Hi Nicolas, I think what you did is good, you just need to play with pre-processing more.
I usually process the images with Gimp until I can get a good results, then I try to do the same processing with opencv/PIL.
You do not strictly need to threshold the image, a very very strong contrast is enough and may work better. Play with curves, histogram normalization (cv2.normalize(MINMAX), cv2.equalizeHist, PIL.rescale_intensity, PIL.autocontrast), multiply the image with itself, sharpen. Gaussian difference could also give good results. A little blur/denoise should remove the small dust or close/erode after thresholding.
You can try CLAHE to normalize the illumination, this looks like a big problem. The left part is terrible, barely readable, maybe focus is not flat on the screen? The "EXT" text is very hard to recover. Try to get a better starting image if possible. The screen contrast in the other shots is very good, try to understand why it gets lost. Maybe the viewing angle? Camera settings? LCD is bad when seen from above? Maybe side/bottom may work better or a few degrees more tilted? Too much light washing out the black text (from the leds?)?
See the attached script for some ideas and examples (not fine tuned for this image, I used it for something else). Try the other one to understand where the text is coming from (I think you need libtesseract-dev to install tesserocr).
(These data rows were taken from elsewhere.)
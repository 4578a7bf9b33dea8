// src/config/mod.rs

//! Task file loading and validation for makedag.
//!
//! Responsibilities:
//! - Define the TOML-backed data model (`model.rs`).
//! - Load and layer task files from disk (`loader.rs`).
//! - Expand `$(NAME)` variables in recipes (`vars.rs`).
//! - Validate basic invariants like an acyclic task graph (`validate.rs`).

pub mod loader;
pub mod model;
pub mod validate;
pub mod vars;

pub use loader::{load_and_validate, load_from_path, load_layers};
pub use model::{normalize_target, ConfigFile, ConfigSection, RawConfigFile, TaskConfig};
pub use validate::validate_config;
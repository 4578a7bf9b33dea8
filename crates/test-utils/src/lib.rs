pub mod builders;
pub mod fake_executor;

use std::sync::Once;
use tracing_subscriber::{fmt, EnvFilter};

static INIT: Once = Once::new();

/// Install a tracing subscriber for tests, once per test binary.
///
/// The filter comes from `MAKEDAG_LOG` (the variable the binary reads), then
/// `RUST_LOG`, then `info`. Output goes through the test writer, so it only
/// shows up for failing tests unless run with `-- --nocapture`:
/// `MAKEDAG_LOG=makedag::engine=debug cargo test`
pub fn init_tracing() {
    INIT.call_once(|| {
        let filter = EnvFilter::try_from_env("MAKEDAG_LOG")
            .or_else(|_| EnvFilter::try_from_default_env())
            .unwrap_or_else(|_| EnvFilter::new("info"));

        // Another harness may already have installed a global subscriber.
        let _ = fmt()
            .with_env_filter(filter)
            .with_test_writer()
            .with_target(true)
            .try_init();
    });
}

/// Await `f`, failing the test if it takes longer than five seconds.
///
/// Real-shell tests sleep in child processes; a hung interrupt path would
/// otherwise block the whole run.
pub async fn with_timeout<F, T>(f: F) -> T
where
    F: std::future::Future<Output = T>,
{
    tokio::time::timeout(std::time::Duration::from_secs(5), f)
        .await
        .expect("test timed out after 5 seconds")
}
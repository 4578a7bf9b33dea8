// src/errors.rs

//! Crate-wide error aliases and helpers.

use thiserror::Error;

#[derive(Error, Debug)]
pub enum MakedagError {
    #[error("Configuration error: {0}")]
    ConfigError(String),

    #[error("IO error: {0}")]
    IoError(#[from] std::io::Error),

    #[error("No task named '{0}' and no such file")]
    TaskNotFound(String),

    #[error("Cycle detected in task graph: {0}")]
    DagCycle(String),

    #[error("Undefined variable '{name}' referenced by task '{task}'")]
    UndefinedVariable { task: String, name: String },

    #[error("No rule to make target '{target}', needed by '{needed_by}'")]
    NoRule { target: String, needed_by: String },

    #[error("TOML parsing error: {0}")]
    TomlError(#[from] toml::de::Error),

    #[error(transparent)]
    Other(#[from] anyhow::Error),
}

impl MakedagError {
    /// Exit status used when the runner itself (not a recipe command) fails.
    pub const EXIT_CODE: i32 = 2;
}

pub type Result<T> = std::result::Result<T, MakedagError>;
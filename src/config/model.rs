// src/config/model.rs

use indexmap::IndexMap;
use serde::Deserialize;

use crate::types::{RecipeSpec, TaskKindSpec};

/// One task file exactly as read from TOML, before layering and validation.
///
/// ```toml
/// include = ["Makedag.release.toml"]
///
/// [config]
/// default_task = "test"
///
/// [vars]
/// MAX_LINE_LENGTH = "110"
///
/// [task."env/requirements.built"]
/// kind = "file"
/// deps = ["env", "requirements-dev.txt"]
/// cmd = [
///     "./env/bin/pip install -r requirements-dev.txt",
///     "cp requirements-dev.txt ./env/requirements.built",
/// ]
/// ```
///
/// All sections are optional. Tables keep their declaration order.
#[derive(Debug, Clone, Deserialize, Default)]
pub struct RawConfigFile {
    /// Further task files layered on top of this one, relative to this
    /// file's directory.
    #[serde(default)]
    pub include: Vec<String>,

    /// Global behaviour from `[config]`.
    #[serde(default)]
    pub config: ConfigSection,

    /// Variables from `[vars]`, referenced in recipes as `$(NAME)`.
    #[serde(default)]
    pub vars: IndexMap<String, String>,

    /// All tasks from `[task.<name>]`, in declaration order.
    #[serde(default)]
    pub task: IndexMap<String, TaskConfig>,
}

impl RawConfigFile {
    /// Layer `later` on top of `self`.
    ///
    /// A task or variable declared again replaces the earlier value in full;
    /// nothing is merged field by field. Redeclared tasks keep the position
    /// of their first declaration.
    pub fn overlay(&mut self, later: RawConfigFile) {
        self.config.overlay(later.config);
        for (name, value) in later.vars {
            self.vars.insert(name, value);
        }
        for (name, task) in later.task {
            self.task.insert(normalize_target(&name), task);
        }
    }

    /// Apply `NAME=VALUE` overrides from the command line.
    pub fn apply_defines(&mut self, defines: &[(String, String)]) {
        for (name, value) in defines {
            self.vars.insert(name.clone(), value.clone());
        }
    }
}

/// Validated configuration used by the rest of the crate.
///
/// Recipe lines have already had their variables expanded and task names
/// and prerequisites are normalised.
#[derive(Debug, Clone)]
pub struct ConfigFile {
    pub config: ConfigSection,
    pub vars: IndexMap<String, String>,
    pub task: IndexMap<String, TaskConfig>,
}

impl ConfigFile {
    pub(crate) fn new_unchecked(
        config: ConfigSection,
        vars: IndexMap<String, String>,
        task: IndexMap<String, TaskConfig>,
    ) -> Self {
        Self { config, vars, task }
    }

    /// Task run when no goal is given on the command line.
    pub fn default_task(&self) -> Option<&str> {
        self.config
            .default_task
            .as_deref()
            .or_else(|| self.task.keys().next().map(String::as_str))
    }

    /// Shell used to run recipe lines.
    pub fn shell(&self) -> &str {
        self.config.shell.as_deref().unwrap_or(DEFAULT_SHELL)
    }
}

pub const DEFAULT_SHELL: &str = "sh";

/// `[config]` section.
#[derive(Debug, Clone, Deserialize, Default)]
pub struct ConfigSection {
    /// Program used to run each recipe line as `<shell> -c <line>`.
    #[serde(default)]
    pub shell: Option<String>,

    /// Goal used when none is given on the command line.
    #[serde(default)]
    pub default_task: Option<String>,
}

impl ConfigSection {
    fn overlay(&mut self, later: ConfigSection) {
        if later.shell.is_some() {
            self.shell = later.shell;
        }
        if later.default_task.is_some() {
            self.default_task = later.default_task;
        }
    }
}

/// `[task.<name>]` section.
#[derive(Debug, Clone, Deserialize, Default)]
pub struct TaskConfig {
    /// `"phony"` (default) or `"file"`.
    #[serde(default)]
    pub kind: TaskKindSpec,

    /// Prerequisites: other task names, or paths of files that must exist.
    #[serde(default)]
    pub deps: Vec<String>,

    /// Recipe lines, run in order. `-` marks a line best-effort, `@` keeps
    /// it from being echoed.
    #[serde(default)]
    pub cmd: RecipeSpec,
}

/// Strip a leading `./` so `./env/x` and `env/x` name the same target.
pub fn normalize_target(name: &str) -> String {
    let mut name = name.trim();
    while let Some(rest) = name.strip_prefix("./") {
        name = rest;
    }
    name.to_string()
}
I would crop the image into five different lines, process each one individually, especially for adaptive stuff, OTSU, CLAHE, etc. You
could also separate the text part (left) from the numbers and
process them separately. Do you really need the text on the right? Isn't
it fixed?
You do not need so much resolution, downscale the text so that each line is about 30/50px, try different the scales that works best. Usually it is better to downscale after the pre-processing.
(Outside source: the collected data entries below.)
// src/fs/mock.rs

use super::FileSystem;
use anyhow::Result;
use std::collections::HashMap;
use std::path::{Path, PathBuf};
use std::sync::{Arc, Mutex};
use std::time::{Duration, SystemTime};

/// In-memory filesystem that only tracks paths and modification times.
///
/// Time is a logical clock: every `touch` is one second later than the
/// previous one, so ordering between files is deterministic in tests.
/// Clones share the same underlying state.
#[derive(Debug, Clone, Default)]
pub struct MockFileSystem {
    inner: Arc<Mutex<MockState>>,
}

#[derive(Debug, Default)]
struct MockState {
    files: HashMap<PathBuf, SystemTime>,
    tick: u64,
}

impl MockState {
    fn next_time(&mut self) -> SystemTime {
        self.tick += 1;
        SystemTime::UNIX_EPOCH + Duration::from_secs(self.tick)
    }
}

impl MockFileSystem {
    pub fn new() -> Self {
        Self::default()
    }

    /// Create or update `path`, making it the newest file so far.
    pub fn touch(&self, path: impl AsRef<Path>) {
        let mut state = self.inner.lock().unwrap();
        let now = state.next_time();
        state.files.insert(path.as_ref().to_path_buf(), now);
    }

    /// Set an explicit modification time.
    pub fn set_modified(&self, path: impl AsRef<Path>, mtime: SystemTime) {
        let mut state = self.inner.lock().unwrap();
        state.files.insert(path.as_ref().to_path_buf(), mtime);
    }
}

impl FileSystem for MockFileSystem {
    fn exists(&self, path: &Path) -> bool {
        let state = self.inner.lock().unwrap();
        state.files.contains_key(path)
            || state.files.keys().any(|p| p.starts_with(path))
    }

    fn modified(&self, path: &Path) -> Result<Option<SystemTime>> {
        let state = self.inner.lock().unwrap();
        Ok(state.files.get(path).copied())
    }

    fn remove(&self, path: &Path) -> Result<()> {
        let mut state = self.inner.lock().unwrap();
        state.files.retain(|p, _| !p.starts_with(path));
        Ok(())
    }
}
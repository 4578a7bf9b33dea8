#![allow(dead_code)]
#![allow(unused_imports)]

use std::path::PathBuf;

pub use makedag_test_utils::builders;
pub use makedag_test_utils::fake_executor::FakeExecutor;
pub use makedag_test_utils::{init_tracing, with_timeout};

/// Path of a task file shipped at the repository root.
pub fn shipped(name: &str) -> PathBuf {
    PathBuf::from(env!("CARGO_MANIFEST_DIR")).join(name)
}
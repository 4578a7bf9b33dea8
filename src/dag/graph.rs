// src/dag/graph.rs

use indexmap::IndexMap;

use crate::config::model::ConfigFile;

/// Internal node structure: stores immediate deps and dependents.
#[derive(Debug, Clone)]
struct DagNode {
    /// Direct prerequisites, in declaration order. May name plain files.
    deps: Vec<String>,
    /// Direct dependents: tasks that list this one as a prerequisite.
    dependents: Vec<String>,
}

/// In-memory task graph keyed by task name, in declaration order.
///
/// Acyclicity is validated in `config::validate`; here we just keep
/// adjacency information for planning and diagnostics.
#[derive(Debug, Clone)]
pub struct DagGraph {
    nodes: IndexMap<String, DagNode>,
}

impl DagGraph {
    /// Build the graph from a validated [`ConfigFile`].
    pub fn from_config(cfg: &ConfigFile) -> Self {
        let mut nodes: IndexMap<String, DagNode> = cfg
            .task
            .iter()
            .map(|(name, task)| {
                (
                    name.clone(),
                    DagNode {
                        deps: task.deps.clone(),
                        dependents: Vec::new(),
                    },
                )
            })
            .collect();

        let edges: Vec<(String, String)> = nodes
            .iter()
            .flat_map(|(name, node)| node.deps.iter().map(move |dep| (dep.clone(), name.clone())))
            .collect();

        for (dep, dependent) in edges {
            if let Some(dep_node) = nodes.get_mut(&dep) {
                dep_node.dependents.push(dependent);
            }
        }

        Self { nodes }
    }

    /// Whether `name` has a rule (as opposed to being a plain file).
    pub fn contains(&self, name: &str) -> bool {
        self.nodes.contains_key(name)
    }

    /// Immediate prerequisites of a task.
    pub fn dependencies_of(&self, name: &str) -> &[String] {
        self.nodes
            .get(name)
            .map(|n| n.deps.as_slice())
            .unwrap_or(&[])
    }

    /// Immediate dependents of a task.
    pub fn dependents_of(&self, name: &str) -> &[String] {
        self.nodes
            .get(name)
            .map(|n| n.dependents.as_slice())
            .unwrap_or(&[])
    }
}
I think dpi are used only of the page segmentation part, I never use them, I downscale the text and use single lines.
I do not think you need to fine tune the model right now, try as much as possible not to do it. If you cannot get good results with hand-tuned gimp pre-processing of individual lines consider fine tuning on this font. The big advantage of fine tuning is also that you can limit the set of characters. There is a digits only model around, you may try that on the numbers part.
This is what I get from tesseract:
$ tesseract -l eng --psm 6 step5-threshold.jpeg -
YY ALEIRES MESUREES
EXTER | EUR 21.9%
SHEE ANT 24.2%
EG EA 2a .e%T
HBETTOUE EAD ITNT 22.4%
Downscale the image to width 400:
YRLEURS MESUREES :
EETERIEDR 21 .9¢
SIE AMT 24.2%
CEG EAU 20.0%
SETOUR EAD INT 22.4%
This is almost perfect, but it is quite fragile, using 500 I get this:
YALEURS MESUREES :
ENTER EUR 21.9%
SAEIEE AMT 24.2%
EG EA 26.8%
SETOUR EAD INT 22.4%
Cutting out the celsius unit gives a little better results. Also a darker threshold, where the characters are more connected seems to work better. Maybe the font need some fine tuning, the third line with the zeros is the main problem. Cutting individual lines or numbers does not help.
I started over with gimp from step0 focusing on numbers and I get the attached image, with this one the results are more stable with different image downscales (400, 500, 600). Maybe the third line was just a bad case.
VAIL FURS NMESUREES
XTE (EI IF 21.9%
Sead T 24.2%
EAU 20.0%
EFAS INT 22.94%
Bye
Lorenzo